▸ Information supplied

--- START ---

//! # SSR Harness CLI (`ssr`)
//!
//! The `ssr` binary builds the document index and drafts the report.
//!
//! ## Usage
//!
//! ```bash
//! ssr --config ./config/ssr.toml <command>
//! ```
//!
//! ## Commands
//!
//! | Command | Description |
//! |---------|-------------|
//! | `ssr init` | Create the SQLite database and working directories |
//! | `ssr extract` | Extract and clean text from every input PDF |
//! | `ssr chunk` | Split cleaned text into fixed word-count chunks |
//! | `ssr index` | Embed chunks into the similarity index |
//! | `ssr ingest` | `extract`, `chunk`, and `index` in one go |
//! | `ssr search "<query>"` | Show the nearest chunks for a query |
//! | `ssr ask "<query>"` | Answer one question from the documents |
//! | `ssr report` | Generate (or resume) the full report |
//! | `ssr sections` | List report sections and their status |
//!
//! ## Examples
//!
//! ```bash
//! # Build the index from ./data/*.pdf
//! ssr ingest --config ./config/ssr.toml
//!
//! # Re-embed everything after switching to a model with the same dims.
//! # A model with different dims needs a fresh db.path or db.collection.
//! ssr index --force
//!
//! # Continue an interrupted report
//! ssr report --resume ./NAAC_Report_2026-01-20_20-01-22.txt
//! ```

use clap::{Parser, Subcommand};
use std::path::PathBuf;

use ssr_harness::progress::ProgressMode;
use ssr_harness::{ask, chunk, config, extract, ingest, migrate, report};

/// SSR Harness CLI: retrieval-augmented drafting of accreditation reports.
///
/// All commands accept a `--config` flag pointing to a TOML configuration
/// file. See `config/ssr.example.toml` for a full example.
#[derive(Parser)]
#[command(
    name = "ssr",
    about = "SSR Harness: retrieval-augmented drafting of accreditation self-study reports",
    version,
    long_about = "SSR Harness extracts text from PDF source documents, chunks and embeds it into \
    a local SQLite index, and drafts each report section with an LLM grounded in the retrieved \
    chunks. Report runs persist after every section and can be resumed."
)]
struct Cli {
    /// Path to configuration file (TOML).
    ///
    /// Defaults to `./config/ssr.toml`. A missing file is an error; every
    /// key inside it is optional.
    #[arg(long, global = true, default_value = "./config/ssr.toml")]
    config: PathBuf,

    /// Progress output on stderr: `human`, `json`, or `off`.
    ///
    /// Defaults to `human` on a terminal and `json` otherwise.
    #[arg(long, global = true)]
    progress: Option<String>,

    #[command(subcommand)]
    command: Commands,
}

/// Top-level CLI commands.
#[derive(Subcommand)]
enum Commands {
    /// Initialize the database schema and working directories.
    ///
    /// Idempotent: running it multiple times is safe.
    Init,

    /// Extract and clean text from every PDF in the documents directory.
    ///
    /// Writes `<cleaned_dir>/<name>.txt` per PDF. Unreadable PDFs are
    /// reported and skipped.
    Extract,

    /// Split every cleaned text file into fixed word-count chunks.
    Chunk,

    /// Embed persisted chunks into the similarity index.
    ///
    /// Chunks whose content is unchanged since the last run are skipped.
    Index {
        /// Re-embed every chunk, even if unchanged.
        ///
        /// Only works for a model with the same dimensionality as the
        /// existing index; a different-dims model needs a fresh `db.path`
        /// or `db.collection`.
        #[arg(long)]
        force: bool,
    },

    /// Run `extract`, `chunk`, and `index` in sequence.
    Ingest {
        /// Re-embed every chunk, even if unchanged (same-dims models only).
        #[arg(long)]
        force: bool,
    },

    /// Show the chunks nearest to a query.
    Search {
        /// The search query string.
        query: String,

        /// Number of results (defaults to `[retrieval].top_k`).
        #[arg(long, value_parser = positive_k)]
        k: Option<usize>,
    },

    /// Answer a single question from the indexed documents.
    Ask {
        /// The question or task.
        query: String,

        /// Number of chunks to retrieve (defaults to `[retrieval].top_k`).
        #[arg(long, value_parser = positive_k)]
        k: Option<usize>,

        /// Also write the answer to this file.
        #[arg(long)]
        output: Option<PathBuf>,
    },

    /// Generate every report section, or resume a partial report.
    ///
    /// The report file is rewritten after each completed section, so an
    /// interrupted run can be continued with `--resume`.
    Report {
        /// Existing report file to continue.
        #[arg(long)]
        resume: Option<PathBuf>,

        /// Chunks retrieved per section (defaults to `[report].top_k`).
        #[arg(long, value_parser = positive_k)]
        k: Option<usize>,
    },

    /// List configured report sections.
    Sections {
        /// Mark each section done or pending against this report file.
        #[arg(long)]
        report: Option<PathBuf>,
    },
}

/// Parse `--k`; zero would retrieve nothing and generate from empty context.
fn positive_k(s: &str) -> Result<usize, String> {
    match s.parse::<usize>() {
        Ok(0) => Err("k must be at least 1".to_string()),
        Ok(k) => Ok(k),
        Err(e) => Err(format!("invalid k '{}': {}", s, e)),
    }
}

#[tokio::main]
async fn main() -> anyhow::Result<()> {
    let cli = Cli::parse();

    let mode = match cli.progress.as_deref() {
        Some(s) => ProgressMode::parse(s)?,
        None => ProgressMode::default_for_tty(),
    };
    let progress = mode.reporter();

    let cfg = config::load_config(&cli.config)?;

    match cli.command {
        Commands::Init => {
            for dir in [
                &cfg.paths.documents_dir,
                &cfg.paths.cleaned_dir,
                &cfg.paths.chunks_dir,
                &cfg.paths.reports_dir,
            ] {
                std::fs::create_dir_all(dir)?;
            }
            migrate::run_migrations(&cfg).await?;
            println!("Database initialized successfully.");
        }
        Commands::Extract => {
            extract::run_extract(&cfg, progress.as_ref())?;
        }
        Commands::Chunk => {
            chunk::run_chunk(&cfg, progress.as_ref())?;
        }
        Commands::Index { force } => {
            ingest::run_index(&cfg, force, progress.as_ref()).await?;
        }
        Commands::Ingest { force } => {
            ingest::run_ingest(&cfg, force, progress.as_ref()).await?;
        }
        Commands::Search { query, k } => {
            ask::run_search(&cfg, &query, k, progress.as_ref()).await?;
        }
        Commands::Ask { query, k, output } => {
            ask::run_ask(&cfg, &query, k, output.as_deref(), progress.as_ref()).await?;
        }
        Commands::Report { resume, k } => {
            report::run_report(&cfg, resume, k, progress.as_ref()).await?;
        }
        Commands::Sections { report } => {
            report::run_sections(&cfg, report.as_deref())?;
        }
    }

    Ok(())
}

--- END ---

Each record above has to be printed again, word for word.

▸ Solution to this task
//! # SSR Harness CLI (`ssr`)
//!
//! The `ssr` binary builds the document index and drafts the report.
//!
//! ## Usage
//!
//! ```bash
//! ssr --config ./config/ssr.toml <command>
//! ```
//!
//! ## Commands
//!
//! | Command | Description |
//! |---------|-------------|
//! | `ssr init` | Create the SQLite database and working directories |
//! | `ssr extract` | Extract and clean text from every input PDF |
//! | `ssr chunk` | Split cleaned text into fixed word-count chunks |
//! | `ssr index` | Embed chunks into the similarity index |
//! | `ssr ingest` | `extract`, `chunk`, and `index` in one go |
//! | `ssr search "<query>"` | Show the nearest chunks for a query |
//! | `ssr ask "<query>"` | Answer one question from the documents |
//! | `ssr report` | Generate (or resume) the full report |
//! | `ssr sections` | List report sections and their status |
//!
//! ## Examples
//!
//! ```bash
//! # Build the index from ./data/*.pdf
//! ssr ingest --config ./config/ssr.toml
//!
//! # Re-embed everything after switching to a model with the same dims.
//! # A model with different dims needs a fresh db.path or db.collection.
//! ssr index --force
//!
//! # Continue an interrupted report
//! ssr report --resume ./NAAC_Report_2026-01-20_20-01-22.txt
//! ```

use clap::{Parser, Subcommand};
use std::path::PathBuf;

use ssr_harness::progress::ProgressMode;
use ssr_harness::{ask, chunk, config, extract, ingest, migrate, report};

/// SSR Harness CLI: retrieval-augmented drafting of accreditation reports.
///
/// All commands accept a `--config` flag pointing to a TOML configuration
/// file. See `config/ssr.example.toml` for a full example.
#[derive(Parser)]
#[command(
    name = "ssr",
    about = "SSR Harness: retrieval-augmented drafting of accreditation self-study reports",
    version,
    long_about = "SSR Harness extracts text from PDF source documents, chunks and embeds it into \
    a local SQLite index, and drafts each report section with an LLM grounded in the retrieved \
    chunks. Report runs persist after every section and can be resumed."
)]
struct Cli {
    /// Path to configuration file (TOML).
    ///
    /// Defaults to `./config/ssr.toml`. A missing file is an error; every
    /// key inside it is optional.
    #[arg(long, global = true, default_value = "./config/ssr.toml")]
    config: PathBuf,

    /// Progress output on stderr: `human`, `json`, or `off`.
    ///
    /// Defaults to `human` on a terminal and `json` otherwise.
    #[arg(long, global = true)]
    progress: Option<String>,

    #[command(subcommand)]
    command: Commands,
}

/// Top-level CLI commands.
#[derive(Subcommand)]
enum Commands {
    /// Initialize the database schema and working directories.
    ///
    /// Idempotent: running it multiple times is safe.
    Init,

    /// Extract and clean text from every PDF in the documents directory.
    ///
    /// Writes `<cleaned_dir>/<name>.txt` per PDF. Unreadable PDFs are
    /// reported and skipped.
    Extract,

    /// Split every cleaned text file into fixed word-count chunks.
    Chunk,

    /// Embed persisted chunks into the similarity index.
    ///
    /// Chunks whose content is unchanged since the last run are skipped.
    Index {
        /// Re-embed every chunk, even if unchanged.
        ///
        /// Only works for a model with the same dimensionality as the
        /// existing index; a different-dims model needs a fresh `db.path`
        /// or `db.collection`.
        #[arg(long)]
        force: bool,
    },

    /// Run `extract`, `chunk`, and `index` in sequence.
    Ingest {
        /// Re-embed every chunk, even if unchanged (same-dims models only).
        #[arg(long)]
        force: bool,
    },

    /// Show the chunks nearest to a query.
    Search {
        /// The search query string.
        query: String,

        /// Number of results (defaults to `[retrieval].top_k`).
        #[arg(long, value_parser = positive_k)]
        k: Option<usize>,
    },

    /// Answer a single question from the indexed documents.
    Ask {
        /// The question or task.
        query: String,

        /// Number of chunks to retrieve (defaults to `[retrieval].top_k`).
        #[arg(long, value_parser = positive_k)]
        k: Option<usize>,

        /// Also write the answer to this file.
        #[arg(long)]
        output: Option<PathBuf>,
    },

    /// Generate every report section, or resume a partial report.
    ///
    /// The report file is rewritten after each completed section, so an
    /// interrupted run can be continued with `--resume`.
    Report {
        /// Existing report file to continue.
        #[arg(long)]
        resume: Option<PathBuf>,

        /// Chunks retrieved per section (defaults to `[report].top_k`).
        #[arg(long, value_parser = positive_k)]
        k: Option<usize>,
    },

    /// List configured report sections.
    Sections {
        /// Mark each section done or pending against this report file.
        #[arg(long)]
        report: Option<PathBuf>,
    },
}

/// Parse `--k`; zero would retrieve nothing and generate from empty context.
fn positive_k(s: &str) -> Result<usize, String> {
    match s.parse::<usize>() {
        Ok(0) => Err("k must be at least 1".to_string()),
        Ok(k) => Ok(k),
        Err(e) => Err(format!("invalid k '{}': {}", s, e)),
    }
}

#[tokio::main]
async fn main() -> anyhow::Result<()> {
    let cli = Cli::parse();

    let mode = match cli.progress.as_deref() {
        Some(s) => ProgressMode::parse(s)?,
        None => ProgressMode::default_for_tty(),
    };
    let progress = mode.reporter();

    let cfg = config::load_config(&cli.config)?;

    match cli.command {
        Commands::Init => {
            for dir in [
                &cfg.paths.documents_dir,
                &cfg.paths.cleaned_dir,
                &cfg.paths.chunks_dir,
                &cfg.paths.reports_dir,
            ] {
                std::fs::create_dir_all(dir)?;
            }
            migrate::run_migrations(&cfg).await?;
            println!("Database initialized successfully.");
        }
        Commands::Extract => {
            extract::run_extract(&cfg, progress.as_ref())?;
        }
        Commands::Chunk => {
            chunk::run_chunk(&cfg, progress.as_ref())?;
        }
        Commands::Index { force } => {
            ingest::run_index(&cfg, force, progress.as_ref()).await?;
        }
        Commands::Ingest { force } => {
            ingest::run_ingest(&cfg, force, progress.as_ref()).await?;
        }
        Commands::Search { query, k } => {
            ask::run_search(&cfg, &query, k, progress.as_ref()).await?;
        }
        Commands::Ask { query, k, output } => {
            ask::run_ask(&cfg, &query, k, output.as_deref(), progress.as_ref()).await?;
        }
        Commands::Report { resume, k } => {
            report::run_report(&cfg, resume, k, progress.as_ref()).await?;
        }
        Commands::Sections { report } => {
            report::run_sections(&cfg, report.as_deref())?;
        }
    }

    Ok(())
}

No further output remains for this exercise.